Work out how many lines in the data below include "Copy", then reply with that number only.

§ Dataset content:
★ ★ ★ ★ ★

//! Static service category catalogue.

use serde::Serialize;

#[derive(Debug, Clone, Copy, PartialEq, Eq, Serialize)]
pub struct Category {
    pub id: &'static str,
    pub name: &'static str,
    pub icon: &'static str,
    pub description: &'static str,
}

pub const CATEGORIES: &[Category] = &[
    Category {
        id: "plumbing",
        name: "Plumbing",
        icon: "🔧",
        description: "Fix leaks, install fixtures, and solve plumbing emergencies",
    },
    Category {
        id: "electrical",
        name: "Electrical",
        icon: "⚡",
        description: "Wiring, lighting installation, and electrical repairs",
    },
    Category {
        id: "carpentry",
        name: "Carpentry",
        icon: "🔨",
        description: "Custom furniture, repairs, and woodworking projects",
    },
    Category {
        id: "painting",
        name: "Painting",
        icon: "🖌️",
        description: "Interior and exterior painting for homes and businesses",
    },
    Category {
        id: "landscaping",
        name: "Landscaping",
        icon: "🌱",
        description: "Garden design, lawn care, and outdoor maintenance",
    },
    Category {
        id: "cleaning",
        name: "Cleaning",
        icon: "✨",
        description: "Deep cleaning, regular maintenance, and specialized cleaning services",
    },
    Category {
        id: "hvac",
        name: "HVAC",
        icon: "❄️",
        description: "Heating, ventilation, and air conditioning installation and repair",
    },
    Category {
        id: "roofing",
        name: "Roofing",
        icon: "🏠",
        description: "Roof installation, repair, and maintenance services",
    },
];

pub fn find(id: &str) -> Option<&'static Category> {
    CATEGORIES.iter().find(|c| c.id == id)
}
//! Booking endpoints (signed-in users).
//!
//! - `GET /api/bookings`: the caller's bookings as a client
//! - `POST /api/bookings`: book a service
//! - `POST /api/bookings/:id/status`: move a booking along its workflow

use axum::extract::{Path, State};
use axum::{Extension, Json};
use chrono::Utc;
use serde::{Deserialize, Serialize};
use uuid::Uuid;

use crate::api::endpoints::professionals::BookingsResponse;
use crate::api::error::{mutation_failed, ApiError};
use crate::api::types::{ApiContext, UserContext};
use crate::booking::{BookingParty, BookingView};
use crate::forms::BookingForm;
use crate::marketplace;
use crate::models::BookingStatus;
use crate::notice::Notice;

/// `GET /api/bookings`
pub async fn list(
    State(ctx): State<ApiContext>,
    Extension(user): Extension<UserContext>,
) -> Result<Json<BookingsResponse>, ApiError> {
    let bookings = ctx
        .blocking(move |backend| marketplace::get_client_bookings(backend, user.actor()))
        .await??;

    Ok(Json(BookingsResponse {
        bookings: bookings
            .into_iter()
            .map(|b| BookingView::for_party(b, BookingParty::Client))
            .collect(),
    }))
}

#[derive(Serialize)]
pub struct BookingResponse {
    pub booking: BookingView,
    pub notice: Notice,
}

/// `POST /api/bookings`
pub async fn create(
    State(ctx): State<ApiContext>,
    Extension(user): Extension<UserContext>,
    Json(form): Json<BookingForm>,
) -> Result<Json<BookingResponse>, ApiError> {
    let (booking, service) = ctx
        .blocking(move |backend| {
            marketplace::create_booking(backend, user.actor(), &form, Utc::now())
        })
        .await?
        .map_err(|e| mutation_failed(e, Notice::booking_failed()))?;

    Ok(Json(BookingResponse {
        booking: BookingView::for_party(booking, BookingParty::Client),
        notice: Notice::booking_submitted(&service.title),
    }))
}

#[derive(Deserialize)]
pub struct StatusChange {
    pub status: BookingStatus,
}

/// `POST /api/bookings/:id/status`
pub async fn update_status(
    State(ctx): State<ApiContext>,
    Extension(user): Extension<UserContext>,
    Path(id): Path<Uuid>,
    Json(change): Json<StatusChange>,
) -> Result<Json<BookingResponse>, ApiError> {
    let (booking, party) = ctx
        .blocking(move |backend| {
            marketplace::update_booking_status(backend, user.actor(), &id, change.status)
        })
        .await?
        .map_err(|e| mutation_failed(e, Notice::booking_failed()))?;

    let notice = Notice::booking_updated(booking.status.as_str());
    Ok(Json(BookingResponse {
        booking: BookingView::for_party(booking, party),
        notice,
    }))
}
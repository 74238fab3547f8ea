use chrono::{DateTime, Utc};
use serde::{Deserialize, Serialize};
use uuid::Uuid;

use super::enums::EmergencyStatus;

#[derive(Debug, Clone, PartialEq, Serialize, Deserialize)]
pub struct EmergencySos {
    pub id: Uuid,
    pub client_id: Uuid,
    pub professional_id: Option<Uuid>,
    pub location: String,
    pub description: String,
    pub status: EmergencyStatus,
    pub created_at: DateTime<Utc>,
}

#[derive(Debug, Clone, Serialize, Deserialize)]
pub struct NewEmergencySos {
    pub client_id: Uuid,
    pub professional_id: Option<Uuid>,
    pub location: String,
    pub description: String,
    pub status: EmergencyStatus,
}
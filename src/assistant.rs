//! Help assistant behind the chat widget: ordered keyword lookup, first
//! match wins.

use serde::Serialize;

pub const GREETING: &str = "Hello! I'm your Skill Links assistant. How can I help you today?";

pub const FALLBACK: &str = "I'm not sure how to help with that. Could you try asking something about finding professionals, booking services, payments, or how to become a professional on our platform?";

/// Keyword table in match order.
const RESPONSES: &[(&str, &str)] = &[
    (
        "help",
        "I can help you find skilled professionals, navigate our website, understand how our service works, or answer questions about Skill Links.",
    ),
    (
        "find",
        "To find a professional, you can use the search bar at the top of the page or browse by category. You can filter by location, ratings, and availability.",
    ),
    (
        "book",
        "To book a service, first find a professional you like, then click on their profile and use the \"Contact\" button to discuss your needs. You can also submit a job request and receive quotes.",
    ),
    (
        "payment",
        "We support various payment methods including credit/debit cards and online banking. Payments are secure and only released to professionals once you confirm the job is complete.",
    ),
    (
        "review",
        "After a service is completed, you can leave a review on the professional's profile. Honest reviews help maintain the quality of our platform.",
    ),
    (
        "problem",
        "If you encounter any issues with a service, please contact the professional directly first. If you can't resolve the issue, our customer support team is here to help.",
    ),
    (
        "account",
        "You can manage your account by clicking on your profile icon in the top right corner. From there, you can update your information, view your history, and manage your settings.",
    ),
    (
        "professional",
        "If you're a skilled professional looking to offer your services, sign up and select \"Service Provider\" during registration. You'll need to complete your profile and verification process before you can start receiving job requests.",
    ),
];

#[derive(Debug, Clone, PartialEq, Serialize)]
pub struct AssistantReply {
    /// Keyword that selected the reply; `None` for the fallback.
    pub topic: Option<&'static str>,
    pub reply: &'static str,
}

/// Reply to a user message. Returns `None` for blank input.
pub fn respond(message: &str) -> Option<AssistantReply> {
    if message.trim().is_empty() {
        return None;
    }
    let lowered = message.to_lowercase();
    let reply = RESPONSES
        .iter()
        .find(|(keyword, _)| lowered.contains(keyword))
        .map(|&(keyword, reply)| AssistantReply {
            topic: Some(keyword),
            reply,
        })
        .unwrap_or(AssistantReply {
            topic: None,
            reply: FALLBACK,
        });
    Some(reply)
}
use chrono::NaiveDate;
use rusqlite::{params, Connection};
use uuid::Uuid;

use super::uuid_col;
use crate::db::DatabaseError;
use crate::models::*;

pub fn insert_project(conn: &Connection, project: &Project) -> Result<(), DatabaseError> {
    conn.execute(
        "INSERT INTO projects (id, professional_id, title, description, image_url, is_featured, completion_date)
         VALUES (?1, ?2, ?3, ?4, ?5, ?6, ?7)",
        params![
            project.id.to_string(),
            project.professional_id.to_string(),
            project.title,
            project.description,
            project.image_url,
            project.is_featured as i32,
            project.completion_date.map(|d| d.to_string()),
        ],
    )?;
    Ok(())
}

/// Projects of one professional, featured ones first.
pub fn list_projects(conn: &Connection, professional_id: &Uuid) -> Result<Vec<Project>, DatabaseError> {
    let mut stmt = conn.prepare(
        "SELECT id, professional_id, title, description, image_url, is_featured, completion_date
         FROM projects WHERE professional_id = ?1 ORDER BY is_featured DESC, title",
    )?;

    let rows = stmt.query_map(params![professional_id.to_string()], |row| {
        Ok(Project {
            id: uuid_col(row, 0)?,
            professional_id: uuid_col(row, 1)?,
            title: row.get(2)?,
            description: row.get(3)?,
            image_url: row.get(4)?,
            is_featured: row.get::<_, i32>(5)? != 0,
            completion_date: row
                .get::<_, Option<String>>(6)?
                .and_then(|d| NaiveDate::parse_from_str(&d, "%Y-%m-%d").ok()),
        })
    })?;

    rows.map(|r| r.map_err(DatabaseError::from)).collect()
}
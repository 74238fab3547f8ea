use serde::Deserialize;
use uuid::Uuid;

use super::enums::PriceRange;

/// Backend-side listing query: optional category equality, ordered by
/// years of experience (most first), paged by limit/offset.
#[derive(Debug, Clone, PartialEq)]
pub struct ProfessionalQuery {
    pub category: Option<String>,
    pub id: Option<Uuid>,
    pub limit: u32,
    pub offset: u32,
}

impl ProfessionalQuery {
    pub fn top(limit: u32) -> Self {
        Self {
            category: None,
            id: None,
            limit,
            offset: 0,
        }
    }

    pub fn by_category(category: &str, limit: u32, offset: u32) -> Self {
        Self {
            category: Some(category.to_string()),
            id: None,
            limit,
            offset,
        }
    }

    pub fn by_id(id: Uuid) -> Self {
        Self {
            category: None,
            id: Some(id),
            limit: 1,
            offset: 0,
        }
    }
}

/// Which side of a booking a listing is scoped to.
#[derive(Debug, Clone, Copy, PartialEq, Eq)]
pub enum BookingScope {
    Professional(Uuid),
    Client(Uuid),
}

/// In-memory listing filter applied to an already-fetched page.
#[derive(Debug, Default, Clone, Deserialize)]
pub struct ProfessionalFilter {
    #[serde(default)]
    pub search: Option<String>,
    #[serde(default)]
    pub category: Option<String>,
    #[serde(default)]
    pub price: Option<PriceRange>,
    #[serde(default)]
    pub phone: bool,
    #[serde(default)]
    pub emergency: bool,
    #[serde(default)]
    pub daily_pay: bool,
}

★ ★ ★ ★ ★

§ Response to the task:
2